Sunday, August 14, 2005
The Hamster In My Head Needs a Vacation
My brain just is not working right now. I just feel tired and foggy and hot and just sort of numb. I am not sure if it is stress or being a big baby or just I really am a dumb ass but my brain just feels like a pile of mashed potatoes.
We are closing on our house in two weeks. TWO WEEKS. I do not know what to do about that. Actually, there is a long list of things to do about that and I have not a single one of them. I keep spinning things around and around in my head. What furniture do I just want to get rid of? Am I just going to hate any blinds I get, even the fancy plantations ones (yes, but I am getting them anyway since whoever put the windows in the new house was obviously drunk and they are about eighty-seven thousand different sizes)? How can I convince J that he really wants the mission bed that I found instead of the sleigh bed that we saw a few weeks ago? Do I have to commit to doing something naked or can I just pitch a fit? Would pitching a fit naked work?
Our neighbors that sold their house a few weeks before us had the sale fall through. After the inspection I was starting to feel better, now I am braced for some new and even more horrible thing to happen. Like I will leave my flat iron on and burn the whole damn place down. Things are just going too well I guess.
My brain just keeps turning and turning. I try to occupy my time. I shop online for vacuum cleaners. I am obsessed with vacuum cleaners. Overstock.com has Dysons for unbelievable deals. Does anyone else covet a Dyson? Even though my daddy told me that all of his carpet manufacturers refuse to honor warranties if you use a Dyson I still kind of want one.
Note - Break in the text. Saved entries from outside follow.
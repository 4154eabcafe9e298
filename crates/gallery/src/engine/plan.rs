//! Ordered write plans and their application.

use tracing::{debug, warn};

use crate::error::{Result, StoreError};
use crate::store::{Collection, Document, FieldUpdates};

use super::report::PartialApplicationWarning;
use super::session::DocAccess;

/// What a planned write does to its document.
#[derive(Debug, Clone)]
pub(crate) enum WriteOp {
    Insert(Document),
    Update(FieldUpdates),
    Delete,
}

impl WriteOp {
    /// Inserts go first so nothing ever references a document that does
    /// not exist yet; deletes go last so references are gone first.
    fn phase(&self) -> u8 {
        match self {
            WriteOp::Insert(_) => 0,
            WriteOp::Update(_) => 1,
            WriteOp::Delete => 2,
        }
    }

    fn name(&self) -> &'static str {
        match self {
            WriteOp::Insert(_) => "insert",
            WriteOp::Update(_) => "update",
            WriteOp::Delete => "delete",
        }
    }
}

/// How to revert an applied write.
#[derive(Debug, Clone)]
pub(crate) enum Undo {
    /// Remove the inserted document.
    Delete,
    /// Put the previous values of the changed fields back.
    Restore(FieldUpdates),
    /// Recreate the deleted document as it was read.
    Reinsert(Document),
}

#[derive(Debug, Clone)]
pub(crate) struct PlannedWrite {
    pub(crate) collection: Collection,
    pub(crate) id: String,
    pub(crate) op: WriteOp,
    pub(crate) undo: Undo,
}

impl PlannedWrite {
    fn execute(&self, access: &mut dyn DocAccess) -> std::result::Result<(), StoreError> {
        match &self.op {
            WriteOp::Insert(document) => access.insert(self.collection, &self.id, document.clone()),
            WriteOp::Update(fields) => access.update(self.collection, &self.id, fields),
            WriteOp::Delete => access.delete(self.collection, &self.id),
        }
    }

    fn revert(&self, access: &mut dyn DocAccess) -> std::result::Result<(), StoreError> {
        match &self.undo {
            Undo::Delete => access.delete(self.collection, &self.id),
            Undo::Restore(fields) => access.update(self.collection, &self.id, fields),
            Undo::Reinsert(document) => access.insert(self.collection, &self.id, document.clone()),
        }
    }
}

/// Writes of one operation, in application order.
#[derive(Debug, Clone, Default)]
pub(crate) struct WritePlan {
    writes: Vec<PlannedWrite>,
}

/// Outcome of applying a plan.
#[derive(Debug, Default)]
pub(crate) struct Flushed {
    pub(crate) writes: usize,
    pub(crate) warnings: Vec<PartialApplicationWarning>,
}

impl WritePlan {
    pub(crate) fn push(&mut self, write: PlannedWrite) {
        self.writes.push(write);
    }

    pub(crate) fn len(&self) -> usize {
        self.writes.len()
    }

    /// Order by phase; the sort is stable so collection and fetch order
    /// survive within a phase.
    pub(crate) fn finish(mut self) -> Self {
        self.writes.sort_by_key(|write| write.op.phase());
        self
    }

    /// Collections and ids in application order.
    #[cfg(test)]
    pub(crate) fn targets(&self) -> Vec<(Collection, &str)> {
        self.writes
            .iter()
            .map(|write| (write.collection, write.id.as_str()))
            .collect()
    }

    /// Apply every write.
    ///
    /// Inside a transaction any failure aborts the transaction. Outside one,
    /// an update addressed at a document that vanished is skipped with a
    /// warning; any other failure stops the plan, optionally reverting the
    /// writes already applied, and is returned.
    pub(crate) fn apply(self, access: &mut dyn DocAccess, compensate: bool) -> Result<Flushed> {
        let transactional = access.is_transactional();
        let mut applied: Vec<&PlannedWrite> = Vec::with_capacity(self.writes.len());
        let mut warnings = Vec::new();

        for write in &self.writes {
            debug!(
                collection = %write.collection,
                id = %write.id,
                op = write.op.name(),
                "applying write"
            );
            match write.execute(access) {
                Ok(()) => applied.push(write),
                Err(StoreError::NotFound { collection, id })
                    if !transactional && matches!(write.op, WriteOp::Update(_)) =>
                {
                    warn!(%collection, id = %id, "document disappeared before its update; skipped");
                    warnings.push(PartialApplicationWarning::MissingDocument { collection, id });
                }
                Err(err) => {
                    if !transactional && compensate && !applied.is_empty() {
                        compensate_writes(access, &applied);
                    }
                    return Err(err.into());
                }
            }
        }

        Ok(Flushed {
            writes: applied.len(),
            warnings,
        })
    }
}

/// Revert applied writes newest first. Best effort: failures are logged.
fn compensate_writes(access: &mut dyn DocAccess, applied: &[&PlannedWrite]) {
    warn!(writes = applied.len(), "write plan failed midway; compensating");
    access.clear_deadline();

    for write in applied.iter().rev() {
        match write.revert(access) {
            Ok(()) => debug!(collection = %write.collection, id = %write.id, "write reverted"),
            Err(err) => warn!(
                collection = %write.collection,
                id = %write.id,
                error = %err,
                "compensation failed; document left as written"
            ),
        }
    }
}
Why is it that I feel much more comfortable telling the internet about my zits and menstrual problems than admitting my wifey lust for vacuum cleaners?
I am scouring the internet looking for vintage light fixtures. I want this but am completely unwilling to spend that much money on light fixtures. I have spent much too much time looking for braided rugs that look like the ones my grandmother has but you know, not too much like the ones she has.
I am obsessing about details. I threw up this afternoon and I cannot decide if I am actually sick or if my stomach was just rebelling at the idea of looking at even ONE MORE Craftsman fireplace screen.
My house is sitting across town, empty, waiting for me. The tub needs me to soak in it. The breakfast nook is just begging for me to sit and stare out it's window. The Brazilian Cherry floors just are made to be rolled naked on, licking them with excitement. Oh please, like you wouldn't do it. The way people react to those floors I believe that there is a whole fetish involving hardwoods. Brazilian Cherry porn is out there folks, I haven't looked but I believe it is there.
Well, when I can't sleep later I guess I can look then. Any other requests?
Not that I need anything else to obsess over. I mean how can I sleep when this light fixture is still burning somewhere?